Over the last three years, there has been widespread discussion about the age of payment of State Pensions.  This became a bone of contention in the leadup to the last general election and previously announced plans to increase the age of payment from 66 to 67 in 2021 and to 68 in 2028, were dropped.  The ‘Transition Pension’, which had been payable at age 65, had been discontinued in 2014, but last year saw the introduction of a bridging payment equal to Jobseeker’s Benefit from age 65 to 66, while the Government announced its intention to keep the State Pension age at 66.

The rationale for increasing the age of payment was the fact that Irish people are living longer – and better – now than in the past.  The average life expectancy of a 65-year-old has increased by 50% over the past 50 years, so pensions must be paid for longer to support people in their later years. This led to questions about whether the pension system can be sustained, because the proportion of retired workers compared to people of working age, is predicted to rise steadily.

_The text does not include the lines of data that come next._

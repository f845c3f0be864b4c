//! Settlement engine HTTP server.
//!
//! Order lifecycle and payment settlement over Postgres, with a hosted
//! payment gateway at the boundary.

use boxoffice::config::Config;
use boxoffice::payment_gateway::{MockPaymentGateway, PaymentGateway};
use boxoffice::server::{build_router, AppState};
use boxoffice::store::PostgresStore;
use sqlx::postgres::PgPoolOptions;
use std::sync::Arc;
use std::time::Duration;
use tokio::signal;
use tracing::info;
use tracing_subscriber::{layer::SubscriberExt, util::SubscriberInitExt};

#[tokio::main]
async fn main() -> anyhow::Result<()> {
    dotenvy::dotenv().ok();

    // Initialize tracing
    tracing_subscriber::registry()
        .with(
            tracing_subscriber::EnvFilter::try_from_default_env()
                .unwrap_or_else(|_| "boxoffice=info,tower_http=debug".into()),
        )
        .with(tracing_subscriber::fmt::layer())
        .init();

    info!("Starting settlement engine HTTP server");

    let config = Config::from_env();
    info!(
        postgres_url = %config.postgres.url,
        "Configuration loaded"
    );

    boxoffice::metrics::register_business_metrics();

    info!("Connecting to database...");
    let pool = PgPoolOptions::new()
        .max_connections(config.postgres.max_connections)
        .min_connections(config.postgres.min_connections)
        .acquire_timeout(Duration::from_secs(config.postgres.connect_timeout))
        .idle_timeout(Duration::from_secs(config.postgres.idle_timeout))
        .connect(&config.postgres.url)
        .await?;

    let store = PostgresStore::new(pool);
    store.migrate().await?;
    info!("Database connected, schema ready");

    let gateway: Arc<dyn PaymentGateway> = if config.gateway.secret_key.is_some() {
        // A real adapter would be constructed here from the secret key and
        // `config.gateway.request_timeout`; the mock takes neither and
        // stands in until one is wired up.
        tracing::warn!("GATEWAY_SECRET_KEY set but no live adapter built, using mock gateway");
        MockPaymentGateway::shared()
    } else {
        info!("No gateway credentials configured, using mock gateway");
        MockPaymentGateway::shared()
    };

    let state = AppState::new(
        Arc::new(store),
        gateway,
        Duration::from_secs(config.fees.tier_cache_ttl),
    );

    let app = build_router(state);

    let addr = format!("{}:{}", config.server.host, config.server.port);
    info!(address = %addr, "Starting HTTP server");

    let listener = tokio::net::TcpListener::bind(&addr).await?;
    info!("Server listening on {addr}");

    axum::serve(listener, app)
        .with_graceful_shutdown(shutdown_signal())
        .await?;

    info!("Server stopped");
    Ok(())
}

/// Graceful shutdown signal handler.
///
/// Waits for:
/// - Ctrl+C (SIGINT)
/// - SIGTERM (in production environments)
#[allow(clippy::expect_used)]
async fn shutdown_signal() {
    let ctrl_c = async {
        signal::ctrl_c()
            .await
            .expect("Failed to install Ctrl+C handler");
    };

    #[cfg(unix)]
    let terminate = async {
        signal::unix::signal(signal::unix::SignalKind::terminate())
            .expect("Failed to install SIGTERM handler")
            .recv()
            .await;
    };

    #[cfg(not(unix))]
    let terminate = std::future::pending::<()>();

    tokio::select! {
        () = ctrl_c => {
            info!("Received Ctrl+C signal, shutting down gracefully...");
        },
        () = terminate => {
            info!("Received SIGTERM signal, shutting down gracefully...");
        },
    }
}
//! Gate check-in.
//!
//! Redemption of a ticket by its opaque code, scoped to one attraction.
//! Exactly-once is enforced by the store's conditional update: of N
//! concurrent scans of the same code, one observes the unused ticket and
//! stamps it, the rest observe the stamp. A duplicate scan is a normal
//! business outcome for the gate operator, not an error.

use crate::error::{EngineError, EngineResult};
use crate::store::{EngineStore, RedeemOutcome, TicketStore};
use crate::types::{AttractionId, Ticket};
use chrono::{DateTime, Utc};
use std::sync::Arc;

/// Outcome of a gate scan.
#[derive(Clone, Debug)]
pub enum ScanOutcome {
    /// The ticket was valid and has now been marked used.
    Redeemed(Ticket),
    /// The ticket was already redeemed; `used_at` is the original stamp.
    AlreadyUsed {
        /// When the ticket was first redeemed.
        used_at: DateTime<Utc>,
    },
}

/// Validates and redeems tickets at the attraction gate.
pub struct CheckInGate {
    store: Arc<dyn EngineStore>,
}

impl CheckInGate {
    /// Creates a gate over the given store.
    #[must_use]
    pub fn new(store: Arc<dyn EngineStore>) -> Self {
        Self { store }
    }

    /// Scans a redemption code at an attraction's gate.
    ///
    /// The lookup is scoped to the attraction: a code from another
    /// attraction's ticket reads as not found, never as redeemable.
    ///
    /// # Errors
    ///
    /// `TicketNotFound` if no ticket with this code belongs to the
    /// attraction, or a store error.
    pub async fn scan(
        &self,
        attraction_id: AttractionId,
        redemption_code: &str,
    ) -> EngineResult<ScanOutcome> {
        let now = Utc::now();
        match self
            .store
            .redeem_if_unused(attraction_id, redemption_code, now)
            .await?
        {
            RedeemOutcome::Redeemed(ticket) => {
                tracing::info!(
                    ticket_id = %ticket.id,
                    order_id = %ticket.order_id,
                    attraction_id = %attraction_id,
                    "Ticket redeemed"
                );
                metrics::counter!("boxoffice_tickets_redeemed_total").increment(1);
                Ok(ScanOutcome::Redeemed(ticket))
            }
            RedeemOutcome::AlreadyUsed { used_at } => {
                tracing::info!(
                    attraction_id = %attraction_id,
                    used_at = %used_at,
                    "Duplicate scan rejected"
                );
                metrics::counter!("boxoffice_duplicate_scans_total").increment(1);
                Ok(ScanOutcome::AlreadyUsed { used_at })
            }
            RedeemOutcome::NotFound => Err(EngineError::TicketNotFound),
        }
    }
}

#[cfg(test)]
#[allow(clippy::unwrap_used, clippy::panic)]
mod tests {
    use super::*;
    use crate::store::{CompletionOutcome, MemoryStore, OrderStore};
    use crate::types::{
        Money, Order, OrderId, OrderItem, OrderStatus, OrgId, TicketId, TicketTypeId,
    };

    fn processing_order(attraction_id: AttractionId) -> Order {
        let now = Utc::now();
        Order {
            id: OrderId::new(),
            order_number: "BO-20260830-GATE01".to_string(),
            org_id: OrgId::new(),
            attraction_id,
            customer_email: "buyer@example.com".to_string(),
            items: vec![OrderItem {
                ticket_type_id: TicketTypeId::new(),
                quantity: 1,
                unit_price: Money::from_cents(2000),
            }],
            subtotal: Money::from_cents(2000),
            platform_fee: Money::from_cents(130),
            total: Money::from_cents(2000),
            status: OrderStatus::Processing,
            payment_session_id: Some("cs_gate".to_string()),
            payment_reference_id: Some("pi_gate".to_string()),
            cancel_reason: None,
            created_at: now,
            updated_at: now,
        }
    }

    async fn completed_ticket(store: &MemoryStore, attraction_id: AttractionId) -> Ticket {
        let order = processing_order(attraction_id);
        store.insert_order(&order).await.unwrap();
        let batch = vec![Ticket {
            id: TicketId::new(),
            order_id: order.id,
            ticket_type_id: order.items[0].ticket_type_id,
            ticket_number: 1,
            redemption_code: "TKT-GATETESTCODE".to_string(),
            used_at: None,
        }];
        match store.complete_order(order.id, batch).await.unwrap() {
            CompletionOutcome::Completed { mut tickets, .. } => tickets.remove(0),
            other => panic!("unexpected completion outcome: {other:?}"),
        }
    }

    #[tokio::test]
    async fn first_scan_redeems_second_reports_original_stamp() {
        let store = Arc::new(MemoryStore::new());
        let attraction_id = AttractionId::new();
        let ticket = completed_ticket(&store, attraction_id).await;
        let gate = CheckInGate::new(store);

        let first = gate.scan(attraction_id, &ticket.redemption_code).await.unwrap();
        let stamped = match first {
            ScanOutcome::Redeemed(ticket) => ticket.used_at.unwrap(),
            ScanOutcome::AlreadyUsed { .. } => panic!("first scan must redeem"),
        };

        let second = gate.scan(attraction_id, &ticket.redemption_code).await.unwrap();
        match second {
            ScanOutcome::AlreadyUsed { used_at } => assert_eq!(used_at, stamped),
            ScanOutcome::Redeemed(_) => panic!("second scan must not redeem"),
        }
    }

    #[tokio::test]
    async fn code_from_another_attraction_is_not_found() {
        let store = Arc::new(MemoryStore::new());
        let home = AttractionId::new();
        let ticket = completed_ticket(&store, home).await;
        let gate = CheckInGate::new(store);

        let err = gate
            .scan(AttractionId::new(), &ticket.redemption_code)
            .await
            .unwrap_err();
        assert!(matches!(err, EngineError::TicketNotFound));

        // Still redeemable at its own gate.
        let outcome = gate.scan(home, &ticket.redemption_code).await.unwrap();
        assert!(matches!(outcome, ScanOutcome::Redeemed(_)));
    }

    #[tokio::test]
    async fn unknown_code_is_not_found() {
        let store = Arc::new(MemoryStore::new());
        let gate = CheckInGate::new(store);
        let err = gate
            .scan(AttractionId::new(), "TKT-NEVERISSUED1")
            .await
            .unwrap_err();
        assert!(matches!(err, EngineError::TicketNotFound));
    }
}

The most recent development in the pensions space was the announcement by Minister for Social Protection Heather Humphreys TD that Government would introduce the option for workers to defer their retirement beyond the minimum age for payment of State Pension (Contributory), in return for increased pensions when they eventually do retire. Under the proposed plan, workers would receive an extra €15 a week for each year of deferral, and this is seen by some as the thin end of a wedge, designed to force workers to remain in employment right up to age 70.

But not everyone will be able – or will want – to work until 70. The Government is set to consider what supports can be extended to those who retire in their early sixties and logically, this must mean lower rates of pension payment. At the Retirement Planning Council of Ireland, we are very much in favour of maximum flexibility around the age of retirement.

There is another factor to be considered in relation to these changes – the method of calculating a worker’s entitlement and the amount that they will receive in their pension.

2024 will mark a shift from the present pension system, which is based on the yearly average of paid and credited PRSI contributions recorded for each eligible employee, which can be quite unfair.  For example, if a person works in Ireland for the first time before age 56, the averaging method could yield the maximum rate of pension, while a worker who entered the system at a young age and had an interrupted contribution history could receive a lot less.

The long-awaited move to the new Total Contributions Approach will mean that pensions will be calculated at 1/40th of the maximum for each 52 contributions and credits. Some workers will get less than what they would receive through the current system, but those who had to leave work to act as fulltime carers will benefit more from the new arrangement.

Whatever your projected retirement age – whether compulsory or voluntary – it is never too early to start your preparations. We recommend that you gather all the information you can about your entitlements and start planning for your retired life.

Paul Kenny is a course leader with the Retirement Planning Council of Ireland, delivering in person and online pre-retirement courses nationwide. Paul was appointed as Ireland’s first Pensions Ombudsman in 2003.